Forse lo scopo della legge era proprio questo: creare un massiccio contenzioso al fine di bloccare ancor di più l'attività giudiziaria per favorire lo scattare dei termini della prescrizione dei reati, o per avere il destro per “riformare” l'amministrazione della giustizia nel senso auspicato dagli estensori della legge e dalla maggioranza che l'aveva approvato.

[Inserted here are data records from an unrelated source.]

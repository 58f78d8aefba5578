//! Positional join of two row streams on their single shared field.

use std::collections::BTreeSet;

use tracing::debug;

use csvt_model::{CsvtError, Header, Projection, Row, RowSink};

use crate::error::{Result, TransformError};

/// Zips two streams row by row.
///
/// The headers must share exactly one field name, the join key. Row *i* of
/// one side is paired with row *i* of the other unconditionally; the key
/// values must agree per pair. Output carries the non-key columns of the
/// left side then the right, with the key prepended only if `keep_id`.
/// Iteration stops at the shorter input.
pub fn zip<A, B, O>(rows_a: A, rows_b: B, keep_id: bool, output: &mut O) -> Result<()>
where
    A: IntoIterator<Item = csvt_model::Result<Row>>,
    B: IntoIterator<Item = csvt_model::Result<Row>>,
    O: RowSink,
{
    let mut rows_a = rows_a.into_iter();
    let mut rows_b = rows_b.into_iter();
    let header_row_a = rows_a.next().ok_or(CsvtError::MissingHeader)??;
    let header_row_b = rows_b.next().ok_or(CsvtError::MissingHeader)??;
    let header_a = Header::new(&header_row_a);
    let header_b = Header::new(&header_row_b);

    let id_field = common_field(&header_a, &header_b)?;
    debug!(%id_field, "zipping on shared field");

    let extract_id_a = header_a.extractor(&id_field)?;
    let extract_id_b = header_b.extractor(&id_field)?;
    let rest_a = excluding(&header_a, &id_field)?;
    let rest_b = excluding(&header_b, &id_field)?;

    let zip_pair = |row_a: &[String], row_b: &[String], row: u64| -> Result<Row> {
        let left = extract_id_a.extract(row_a)?;
        let right = extract_id_b.extract(row_b)?;
        if left != right {
            return Err(TransformError::IdMismatch {
                row,
                left: left.to_string(),
                right: right.to_string(),
            });
        }
        let mut out = if keep_id {
            vec![left.to_string()]
        } else {
            Vec::new()
        };
        out.extend(rest_a.apply(row_a)?);
        out.extend(rest_b.apply(row_b)?);
        Ok(out)
    };

    // The header pair goes through the same path; its key cells are both
    // the field name, so the mismatch check is trivially satisfied.
    output.write_row(&zip_pair(&header_row_a, &header_row_b, 0)?)?;
    for (row, pair) in rows_a.zip(rows_b).enumerate() {
        let (row_a, row_b) = pair;
        let zipped = zip_pair(&row_a?, &row_b?, row as u64 + 1)?;
        output.write_row(&zipped)?;
    }
    Ok(())
}

fn common_field(header_a: &Header, header_b: &Header) -> Result<String> {
    let fields_a: BTreeSet<&str> = header_a.fields().iter().map(String::as_str).collect();
    let fields_b: BTreeSet<&str> = header_b.fields().iter().map(String::as_str).collect();
    let common: BTreeSet<String> = fields_a
        .intersection(&fields_b)
        .map(|name| (*name).to_string())
        .collect();
    if common.len() != 1 {
        return Err(TransformError::BadInput { common });
    }
    Ok(common.into_iter().next().unwrap_or_default())
}

fn excluding(header: &Header, excluded: &str) -> Result<Projection> {
    let kept = header
        .fields()
        .iter()
        .map(String::as_str)
        .filter(|field| *field != excluded);
    Ok(header.projection(kept)?)
}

Quello che non era chiaro ai legislatori di tutto il mondo era che si trovavano di fronte a un fenomeno nuovo, che travalicava i confini degli Stati per creare una sorta di super nazione: l'espressione “cittadino del mondo” assumeva un nuovo, più preciso significato. Chi aveva accesso a Internet diventava, a tutti gli effetti, un cittadino del mondo, di un mondo libero e democratico, dove la parola di tutti aveva lo stesso valore. Di questo dovevano tener conto i legislatori, ma non se ne erano resi conto. Internet garantiva a tutti libertà di parola, libertà di espressione, libertà di conoscenza, libertà di informazione, ma era una nazione severa: pretendeva che i suoi abitanti acquisissero una cosa fondamentale, la consapevolezza. Consapevolezza dei propri diritti e dei propri doveri, dei rischi connessi, della possibilità di fare cattivi incontri e di essere truffati da criminali, perché, caro nipote, su Internet c'erano anche quelli, ma anche coscienza di dover difendere i propri diritti e doveri, di dover difendere Internet. Ed era proprio questa, spesso, a mancare. Ecco che gli Stati più evoluti iniziarono a organizzare campagne massicce di alfabetizzazione informatica, proprio per diffonderla. Fu come una valanga: dapprima poche iniziative, spesso locali e scoordinate, poi, via via, sempre più diffuse, estese a macchia d'olio. Cittadini di tutte le nazioni e di tutte le età acquisirono la capacità di usare Internet, che nel frattempo si era diffusa veramente in tutto il mondo, raggiungendo anche le più sperdute valli montane e gli angoli più remoti dei deserti, e capirono che erano tutti uguali, al di là delle differenze di cultura, razza e religione. Internet, così, diventò il primo luogo nel quale trovarono pratica applicazione i tre principi fondamentali della Rivoluzione Francese.
Augurio per una Rete veramente libera e democratica. Non c'è davvero nessun motivo per non essere uniti in questa battaglia: "Quando la verità è evidente, è impossibile che sorgano partiti e fazioni. Mai s'è disputato se a mezzogiorno sia giorno o notte" (Voltaire).